Most of the time, there is no logical trigger or reminder of the trauma but flashbacks and intrusive memories keep coming to the person unexpectedly. Trauma recovery writes that "it is like it is still happening or happening all over again." They can also be triggered by something the person heard, saw or did. This can cause nervousness, crying and inability to realize the person is in the here and now and that the traumatic experience had finished.

Feeling of guilt and shame

We may feel guilty for the way we reacted, thinking we could and should have done better. People sometimes blame themselves thinking they did something to deserve the experience. Guilt is very Common in situations when someone died in the event while the other person survived. This person may feel ‘survivor guilt’ thinking they should have died instead of their friend or loved one. The feeling of shame can cause the person to hide from the world.

This is very common in the case of rape. Rape Crisis explains, "Where combat veterans suffer Post Traumatic Stress Disorder, rape survivors experience similar symptoms on a physical, behavioral and psychological level." Sometimes the victim feels ashamed and humiliated and they just hide, blame themselves and never talk about it.
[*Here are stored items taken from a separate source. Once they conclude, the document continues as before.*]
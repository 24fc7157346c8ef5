//! `POST /chat`: accepts one user turn and returns either a single
//! terminal JSON event or, when `streaming` is set, an ndjson body
//! with one `OrchestratorEvent` per line. Grounded in the teacher's
//! `stream_api`/SSE handlers, trimmed to the event shapes this core's
//! orchestrator actually emits.

use axum::extract::State;
use axum::response::{IntoResponse, Response};
use axum::Json;
use futures::StreamExt;
use serde::{Deserialize, Serialize};

use crate::app_state::AppState;
use crate::auth::AuthUser;
use crate::context_engine::orchestrator::OrchestratorEvent;
use crate::error::CoreError;

#[derive(Debug, Deserialize)]
pub struct ChatRequest {
    pub message: String,
    #[serde(default)]
    pub session_id: Option<String>,
    #[serde(default)]
    pub streaming: bool,
}

#[derive(Debug, Serialize)]
struct ChatRequestError {
    error: String,
}

pub async fn chat(State(state): State<AppState>, user: AuthUser, Json(req): Json<ChatRequest>) -> Response {
    if req.message.trim().is_empty() {
        return CoreError::InvalidInput("message must not be empty".to_string()).into_response();
    }

    let (session_id, orchestrator) = match state.sessions.acquire(&user.user_id, req.session_id).await {
        Ok(pair) => pair,
        Err(e) => return e.into_response(),
    };
    let _ = session_id;

    let mut events = orchestrator.process_turn(req.message);

    if req.streaming {
        let body_stream = async_stream::stream! {
            while let Some(event) = events.next().await {
                let terminal = event.is_terminal();
                match serde_json::to_string(&event) {
                    Ok(mut line) => {
                        line.push('\n');
                        yield Ok::<_, std::io::Error>(axum::body::Bytes::from(line));
                    }
                    Err(e) => {
                        yield Ok(axum::body::Bytes::from(format!(
                            "{{\"kind\":\"error\",\"error\":\"failed to encode event: {e}\"}}\n"
                        )));
                    }
                }
                if terminal {
                    break;
                }
            }
        };
        let body = axum::body::Body::from_stream(body_stream);
        return Response::builder()
            .status(axum::http::StatusCode::OK)
            .header(axum::http::header::CONTENT_TYPE, "application/x-ndjson")
            .body(body)
            .unwrap_or_else(|_| axum::http::StatusCode::INTERNAL_SERVER_ERROR.into_response());
    }

    while let Some(event) = events.next().await {
        if event.is_terminal() {
            return Json(event).into_response();
        }
    }
    CoreError::Internal(anyhow::anyhow!("turn ended without a terminal event")).into_response()
}

#[cfg(test)]
mod tests {
    use super::*;

    #[test]
    fn chat_request_defaults_streaming_false() {
        let req: ChatRequest = serde_json::from_str(r#"{"message":"hi"}"#).unwrap();
        assert!(!req.streaming);
        assert!(req.session_id.is_none());
    }

    #[test]
    fn orchestrator_events_serialize_with_kind_tag() {
        let event = OrchestratorEvent::System {
            id: "1".to_string(),
            action: "web_search".to_string(),
            phase: "active".to_string(),
            query: Some("rust".to_string()),
            content: None,
            timestamp: chrono::Utc::now(),
            session_id: "s1".to_string(),
        };
        let value: serde_json::Value = serde_json::to_value(&event).unwrap();
        assert_eq!(value["kind"], "system");
    }
}
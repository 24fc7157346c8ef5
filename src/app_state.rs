//! Shared application state: the one place the HTTP layer reaches
//! into the memory core. Owns the database, gateways, and session
//! manager behind `Arc`s so axum handlers can cheaply `.clone()` the
//! whole struct per request, same shape as the teacher's
//! `shared_state::SharedState` but without the local-model runtime
//! concerns this system has no use for (the LLM lives behind an HTTP
//! gateway, not an in-process runtime).

use std::sync::Arc;
use std::time::Instant;

use tracing::{info, warn};

use crate::config::Config;
use crate::context_engine::SessionManager;
use crate::gateways::llm_gateway::{HttpLlmGateway, LlmGateway};
use crate::gateways::search_gateway::{HttpSearchGateway, SearchGateway};
use crate::memory_db::MemoryDatabase;

#[derive(Clone)]
pub struct AppState {
    pub db: Arc<MemoryDatabase>,
    pub sessions: Arc<SessionManager>,
    pub config: Config,
    pub started_at: Instant,
}

impl AppState {
    pub fn new(config: Config) -> anyhow::Result<Self> {
        let db_path = std::path::Path::new(&config.database_path);
        let db = match MemoryDatabase::new(db_path) {
            Ok(db) => {
                info!("memory database opened at {}", db_path.display());
                Arc::new(db)
            }
            Err(e) => {
                warn!("failed to open memory database at {}: {e}. Falling back to in-memory.", db_path.display());
                Arc::new(MemoryDatabase::new_in_memory()?)
            }
        };

        let llm: Arc<dyn LlmGateway> = Arc::new(HttpLlmGateway::new(config.llm_gateway_url.clone()));
        let search: Arc<dyn SearchGateway> = Arc::new(HttpSearchGateway::new(config.search_gateway_url.clone()));
        let sessions = Arc::new(SessionManager::new(Arc::clone(&db), llm, search, config.clone()));

        Ok(Self { db, sessions, config, started_at: Instant::now() })
    }

    pub fn uptime_seconds(&self) -> u64 {
        self.started_at.elapsed().as_secs()
    }
}
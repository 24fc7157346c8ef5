//! Directive Handler: executes the directives the Directive
//! Codec extracted from a model reply against the Tier Manager,
//! Episodic Store, and Web Search Gateway, recording whether the turn
//! needs a re-run with enriched context.

use std::collections::HashMap;
use std::sync::Arc;

use chrono::Utc;
use tracing::warn;
use uuid::Uuid;

use crate::directive::Directive;
use crate::domain::{EpisodicHit, SessionId, Turn, UserId};
use crate::gateways::search_gateway::SearchGateway;
use crate::memory_db::EpisodicStore;

use super::orchestrator::OrchestratorEvent;
use super::tier_manager::TierManager;

#[derive(Default)]
pub struct DirectiveOutcome {
    pub needs_rerun: bool,
    pub events: Vec<OrchestratorEvent>,
    pub episodic_hits: Vec<EpisodicHit>,
    pub fetched_turns: Vec<Turn>,
    pub web_search_results: Option<String>,
}

pub struct DirectiveHandler {
    tier_manager: Arc<TierManager>,
    episodic: Arc<dyn EpisodicStore>,
    search: Arc<dyn SearchGateway>,
}

impl DirectiveHandler {
    pub fn new(tier_manager: Arc<TierManager>, episodic: Arc<dyn EpisodicStore>, search: Arc<dyn SearchGateway>) -> Self {
        Self { tier_manager, episodic, search }
    }

    pub async fn handle(
        &self,
        directives: &[Directive],
        session_id: &SessionId,
        user_id: &UserId,
        episodic_top_k: usize,
        threshold_short: f64,
        threshold_long: f64,
    ) -> DirectiveOutcome {
        let mut outcome = DirectiveOutcome::default();

        // multiple REQUEST_TIER directives for the same message
        // id coalesce to the maximum requested tier.
        let mut tier_requests: HashMap<String, u8> = HashMap::new();
        let wants_deeper = directives.iter().any(|d| matches!(d, Directive::SearchDeeperEpisodic));

        for directive in directives {
            match directive {
                Directive::RequestTier { level, message_id } => {
                    let entry = tier_requests.entry(message_id.clone()).or_insert(0);
                    if *level > *entry {
                        *entry = *level;
                    }
                }
                Directive::SearchEpisodic { query } => {
                    let threshold = if query.split_whitespace().count() <= 2 { threshold_short } else { threshold_long };
                    let mut hits = self
                        .episodic
                        .retrieve(user_id, Some(session_id), query, threshold, episodic_top_k)
                        .await
                        .unwrap_or_default();

                    if hits.is_empty() && wants_deeper {
                        hits = self
                            .episodic
                            .retrieve(user_id, None, query, threshold / 2.0, 10)
                            .await
                            .unwrap_or_default();
                    }

                    if !hits.is_empty() {
                        outcome.needs_rerun = true;
                        outcome.episodic_hits.extend(hits);
                    }
                }
                Directive::SearchDeeperEpisodic => {
                    // Handled alongside SearchEpisodic above; a bare
                    // deeper-search directive with no episodic query is a no-op.
                }
                Directive::Search { query } => {
                    let timestamp = Utc::now();
                    outcome.events.push(OrchestratorEvent::System {
                        id: Uuid::new_v4().to_string(),
                        action: "web_search".to_string(),
                        phase: "active".to_string(),
                        query: Some(query.clone()),
                        content: None,
                        timestamp,
                        session_id: session_id.clone(),
                    });

                    match self.search.search(query, 5).await {
                        Ok(results) => {
                            outcome.events.push(OrchestratorEvent::System {
                                id: Uuid::new_v4().to_string(),
                                action: "web_search".to_string(),
                                phase: "complete".to_string(),
                                query: Some(query.clone()),
                                content: Some(results.clone()),
                                timestamp: Utc::now(),
                                session_id: session_id.clone(),
                            });
                            outcome.web_search_results = Some(results);
                            outcome.needs_rerun = true;
                        }
                        Err(e) => {
                            warn!("web search directive failed: {e}");
                            outcome.events.push(OrchestratorEvent::System {
                                id: Uuid::new_v4().to_string(),
                                action: "web_search".to_string(),
                                phase: "error".to_string(),
                                query: Some(query.clone()),
                                content: Some(e.user_message()),
                                timestamp: Utc::now(),
                                session_id: session_id.clone(),
                            });
                        }
                    }
                }
                Directive::FetchEpisode { chunk_id } => match self.episodic.fetch_raw(chunk_id).await {
                    Ok(turns) => {
                        for turn in &turns {
                            let _ = self.tier_manager.recall(turn.user_message_id).await;
                            let _ = self.tier_manager.recall(turn.assistant_message_id).await;
                        }
                        outcome.fetched_turns.extend(turns);
                        outcome.needs_rerun = true;
                    }
                    Err(e) => warn!("episode fetch directive failed for chunk {chunk_id}: {e}"),
                },
            }
        }

        for (message_id, level) in tier_requests {
            if let Ok(id) = message_id.parse::<i64>() {
                if let Err(e) = self.tier_manager.promote_tier(session_id, id, level).await {
                    warn!("tier promotion failed for message {id}: {e}");
                } else {
                    outcome.needs_rerun = true;
                }
            } else {
                warn!("REQUEST_TIER directive referenced non-numeric message id: {message_id}");
            }
        }

        outcome
    }
}
//! Fact Store: per-user durable facts, deterministic + LLM
//! extraction, persona pinning, and forget-command handling. Persona
//! facts use a `CRITICAL_PERSONA:` prefix and replace rather than
//! append, so at most one persona fact survives per batch.

use std::sync::Arc;

use async_trait::async_trait;
use chrono::Utc;
use lazy_static::lazy_static;
use r2d2::Pool;
use r2d2_sqlite::SqliteConnectionManager;
use regex::Regex;
use rusqlite::params;

use crate::domain::ChatMessage;
use crate::error::{CoreError, CoreResult};
use crate::gateways::llm_gateway::{CompleteOptions, LlmGateway};

const PERSONA_PREFIX: &str = "CRITICAL_PERSONA:";

struct FactPattern {
    re: Regex,
    template: &'static str,
}

lazy_static! {
    static ref DETERMINISTIC_PATTERNS: Vec<FactPattern> = vec![
        FactPattern {
            re: Regex::new(r"(?i)\bmy name is ([A-Za-z][\w .'-]{1,40})\b").unwrap(),
            template: "User's name is {0}.",
        },
        FactPattern {
            re: Regex::new(r"(?i)\bi (?:live|am living|reside) in ([A-Za-z][\w ,.'-]{1,60})\b").unwrap(),
            template: "User lives in {0}.",
        },
        FactPattern {
            re: Regex::new(r"(?i)\bi(?:'m| am) working on ([\w .,'-]{2,80})\b").unwrap(),
            template: "User is working on {0}.",
        },
        FactPattern {
            re: Regex::new(r"(?i)\bi (?:enjoy|like|love) ([\w .,'-]{2,60})\b").unwrap(),
            template: "User enjoys {0}.",
        },
        FactPattern {
            re: Regex::new(r"(?i)\bi (?:use|code in|write) ([A-Za-z][\w+#. -]{1,40})\b").unwrap(),
            template: "User uses {0}.",
        },
        FactPattern {
            re: Regex::new(r"(?i)\b(?:i have a deadline|due) (?:on|by) ([\w ,.'-]{2,40})\b").unwrap(),
            template: "User has a deadline on {0}.",
        },
    ];
    static ref PERSONA_RE: Regex =
        Regex::new(r"(?i)\b(?:act as|pretend (?:to be|you are)|roleplay as|you are now)\s+([A-Za-z][\w .'-]{1,60})\b")
            .unwrap();
    static ref FORGET_RE: Regex = Regex::new(r"(?i)\bforget\s+(?:that\s+)?(.+)$").unwrap();
    static ref BRACKET_TOKEN_RE: Regex = Regex::new(r"\[[^\]]*\]").unwrap();
    static ref PRONOUN_PREFIX_RE: Regex = Regex::new(r"(?i)^(?:my|i'm|i am|i)\s+").unwrap();
    static ref COPULA_RE: Regex = Regex::new(r"(?i)\s+(?:is|are|was|were)\s+").unwrap();
}

/// Normalizes a forget command's target phrase into the third-person
/// `"User ..."` form the deterministic templates store facts in, so
/// `forget` can match against them by substring.
///
/// First tries the same patterns `extract_deterministic` uses to
/// produce facts in the first place — if the target matches one, the
/// exact templated fact string is the needle, guaranteeing a match.
/// Otherwise falls back to the original implementation's looser
/// normalization: fold the leading pronoun into `User` and drop
/// copula verbs, per `contextual.py`'s `process_forget_command`.
fn normalize_forget_target(raw_tail: &str) -> String {
    for pattern in DETERMINISTIC_PATTERNS.iter() {
        if let Some(caps) = pattern.re.captures(raw_tail) {
            if let Some(m) = caps.get(1) {
                return pattern.template.replace("{0}", m.as_str().trim()).to_lowercase();
            }
        }
    }

    let lower = raw_tail.to_lowercase();
    let with_user = PRONOUN_PREFIX_RE.replace(&lower, "user ");
    COPULA_RE.replace_all(&with_user, " ").trim().to_string()
}

/// Applies the six deterministic first-person patterns plus the
/// persona/roleplay pattern to the combined user+assistant text of one
/// turn. The persona fact, if present, always replaces rather than
/// appends, so at most one persona fact survives per batch.
pub fn extract_deterministic(user_text: &str, assistant_text: &str) -> Vec<String> {
    let mut facts = Vec::new();
    for text in [user_text, assistant_text] {
        for pattern in DETERMINISTIC_PATTERNS.iter() {
            if let Some(caps) = pattern.re.captures(text) {
                if let Some(m) = caps.get(1) {
                    facts.push(pattern.template.replace("{0}", m.as_str().trim()));
                }
            }
        }
        if let Some(caps) = PERSONA_RE.captures(text) {
            if let Some(m) = caps.get(1) {
                facts.push(format!(
                    "{PERSONA_PREFIX} You must consistently roleplay as {} throughout the entire conversation until explicitly told to stop.",
                    m.as_str().trim()
                ));
            }
        }
    }
    facts
}

/// Returns the pattern to forget (trimmed, lowercased) if `text` is a
/// forget command, per the orchestrator's `Extract`-state short-circuit.
pub fn detect_forget_command(text: &str) -> Option<String> {
    FORGET_RE.captures(text.trim()).and_then(|caps| {
        caps.get(1).map(|m| normalize_forget_target(m.as_str().trim().trim_end_matches(['.', '?', '!'])))
    })
}

fn sanitize(facts: Vec<String>) -> Vec<String> {
    let mut seen_persona = false;
    let mut out: Vec<String> = Vec::new();
    let mut persona_fact: Option<String> = None;

    for fact in facts {
        let cleaned = BRACKET_TOKEN_RE.replace_all(&fact, "").trim().to_string();
        if cleaned.chars().count() < 3 {
            continue;
        }
        if cleaned.starts_with(PERSONA_PREFIX) {
            persona_fact = Some(cleaned);
            seen_persona = true;
            continue;
        }
        if !out.contains(&cleaned) {
            out.push(cleaned);
        }
    }

    if seen_persona {
        let mut with_persona = vec![persona_fact.unwrap()];
        with_persona.extend(out);
        with_persona
    } else {
        out
    }
}

const EXTRACTION_PROMPT_PREFIX: &str = "Analyze the following exchange. Identify any facts, preferences, or \
key information about the user that should be remembered for future interactions. Consider names, locations, \
preferences, project details, personal facts, dates, and anything a personal assistant should remember. \
Respond with a JSON array of short fact strings only, no other text. If there is nothing worth remembering, \
respond with an empty array.\n\n";

#[async_trait]
pub trait FactStore: Send + Sync {
    async fn load(&self, user_id: &str) -> CoreResult<Vec<String>>;
    async fn save(&self, user_id: &str, facts: Vec<String>) -> CoreResult<()>;
    async fn extract(
        &self,
        user_text: &str,
        assistant_text: &str,
        llm: &dyn LlmGateway,
    ) -> CoreResult<Vec<String>>;
    async fn forget(&self, user_id: &str, pattern: &str) -> CoreResult<usize>;
    async fn format(&self, user_id: &str) -> CoreResult<String>;
}

pub struct SqliteFactStore {
    pool: Arc<Pool<SqliteConnectionManager>>,
}

impl SqliteFactStore {
    pub fn new(pool: Arc<Pool<SqliteConnectionManager>>) -> Self {
        Self { pool }
    }
}

#[async_trait]
impl FactStore for SqliteFactStore {
    async fn load(&self, user_id: &str) -> CoreResult<Vec<String>> {
        let pool = self.pool.clone();
        let user_id = user_id.to_string();
        let facts = tokio::task::spawn_blocking(move || {
            let conn = pool.get().map_err(|e| anyhow::anyhow!("{e}"))?;
            let json: Option<String> = conn
                .query_row("SELECT facts FROM user_facts WHERE user_id = ?1", params![user_id], |r| r.get(0))
                .ok();
            Ok::<_, anyhow::Error>(json)
        })
        .await
        .map_err(|e| CoreError::internal(anyhow::anyhow!("{e}")))?
        .map_err(CoreError::storage)?;

        match facts {
            Some(json) => serde_json::from_str(&json).map_err(|e| CoreError::internal(e)),
            None => Ok(Vec::new()),
        }
    }

    async fn save(&self, user_id: &str, facts: Vec<String>) -> CoreResult<()> {
        let sanitized = sanitize(facts);
        let json = serde_json::to_string(&sanitized).map_err(|e| CoreError::internal(e))?;
        let pool = self.pool.clone();
        let user_id = user_id.to_string();
        tokio::task::spawn_blocking(move || {
            let conn = pool.get().map_err(|e| anyhow::anyhow!("{e}"))?;
            conn.execute(
                "INSERT INTO user_facts (user_id, facts, updated_at) VALUES (?1, ?2, ?3)
                 ON CONFLICT(user_id) DO UPDATE SET facts = excluded.facts, updated_at = excluded.updated_at",
                params![user_id, json, Utc::now().to_rfc3339()],
            )?;
            Ok::<_, anyhow::Error>(())
        })
        .await
        .map_err(|e| CoreError::internal(anyhow::anyhow!("{e}")))?
        .map_err(CoreError::storage)
    }

    async fn extract(
        &self,
        user_text: &str,
        assistant_text: &str,
        llm: &dyn LlmGateway,
    ) -> CoreResult<Vec<String>> {
        let mut facts = extract_deterministic(user_text, assistant_text);

        let prompt = format!("{EXTRACTION_PROMPT_PREFIX}User: {user_text}\nAssistant: {assistant_text}");
        let messages = vec![ChatMessage { role: "user".to_string(), content: prompt }];
        match llm.complete(&messages, CompleteOptions::default()).await {
            Ok(reply) => {
                if let Ok(extra) = serde_json::from_str::<Vec<String>>(reply.content.trim()) {
                    facts.extend(extra);
                } else {
                    tracing::debug!("LLM fact extraction returned non-JSON, skipping");
                }
            }
            Err(e) => tracing::warn!("LLM fact extraction failed: {e}"),
        }

        Ok(sanitize(facts))
    }

    async fn forget(&self, user_id: &str, pattern: &str) -> CoreResult<usize> {
        let needle = pattern.to_lowercase();
        let existing = self.load(user_id).await?;
        let before = existing.len();
        let kept: Vec<String> = existing.into_iter().filter(|f| !f.to_lowercase().contains(&needle)).collect();
        let removed = before - kept.len();
        if removed > 0 {
            self.save(user_id, kept).await?;
        }
        Ok(removed)
    }

    async fn format(&self, user_id: &str) -> CoreResult<String> {
        let facts = self.load(user_id).await?;
        if facts.is_empty() {
            return Ok(String::new());
        }

        let mut out = String::new();
        let mut rest = &facts[..];
        if let Some(first) = facts.first() {
            if first.starts_with(PERSONA_PREFIX) {
                out.push_str("**CRITICAL CONTEXT - MUST MAINTAIN THROUGHOUT CONVERSATION:**\n");
                out.push_str(first.trim_start_matches(PERSONA_PREFIX).trim());
                out.push('\n');
                rest = &facts[1..];
            }
        }
        if !rest.is_empty() {
            if !out.is_empty() {
                out.push('\n');
            }
            for fact in rest {
                out.push_str(&format!("- {fact}\n"));
            }
        }
        Ok(out.trim_end().to_string())
    }
}

#[cfg(test)]
mod tests {
    use super::*;

    #[test]
    fn extracts_name_and_location() {
        let facts = extract_deterministic("My name is Priya and I live in Austin, Texas.", "");
        assert!(facts.iter().any(|f| f == "User's name is Priya."));
        assert!(facts.iter().any(|f| f.contains("Austin")));
    }

    #[test]
    fn persona_pattern_uses_pinned_prefix() {
        let facts = extract_deterministic("Pretend you are a grumpy pirate captain", "");
        assert_eq!(facts.len(), 1);
        assert!(facts[0].starts_with(PERSONA_PREFIX));
    }

    #[test]
    fn sanitize_pins_persona_first_and_dedups() {
        let facts = vec![
            "User enjoys hiking.".to_string(),
            "User enjoys hiking.".to_string(),
            format!("{PERSONA_PREFIX} roleplay as a wizard"),
            "ab".to_string(),
        ];
        let sanitized = sanitize(facts);
        assert_eq!(sanitized.len(), 2);
        assert!(sanitized[0].starts_with(PERSONA_PREFIX));
    }

    #[test]
    fn sanitize_strips_bracket_tokens() {
        let facts = vec!["User likes [REQUEST_TIER:3:1] cooking.".to_string()];
        let sanitized = sanitize(facts);
        assert_eq!(sanitized[0], "User likes  cooking.");
    }

    #[test]
    fn forget_command_detection_extracts_pattern() {
        assert_eq!(
            detect_forget_command("Forget that I live in Austin."),
            Some("user lives in austin.".to_string())
        );
        assert_eq!(detect_forget_command("what's the weather"), None);
    }

    #[test]
    fn forget_command_matches_stored_third_person_fact() {
        let needle = detect_forget_command("forget that I live in Kyoto").unwrap();
        let facts = vec!["User lives in Kyoto.".to_string(), "User enjoys hiking.".to_string()];
        let kept: Vec<String> = facts.into_iter().filter(|f| !f.to_lowercase().contains(&needle)).collect();
        assert_eq!(kept, vec!["User enjoys hiking.".to_string()]);
    }

    #[test]
    fn forget_command_falls_back_to_pronoun_normalization_without_a_template_match() {
        let needle = detect_forget_command("forget that my favorite color is blue").unwrap();
        assert!(needle.starts_with("user"));
        assert!(!needle.contains(" is "));
    }
}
Anger, anxiety, and feeling helpless

Many different emotions are mixed in the victim of a trauma. They might direct these emotions at their loved ones and try to find someone who is guilty of all they went through. The person becomes anxious when faced with reminders of the trauma and they dread it could happen again. The person feels helpless and unable to deal with anything similar ever again.

When dealing with the aftermath of trauma, the worst thing possible is to just suppress everything and not deal with it at all. All of these reactions lead to healing in the long run. It is always advisable to seek professional advice and talk to an expert but if you are not able to do that, sharing all you feel with a trusted person will help a lot.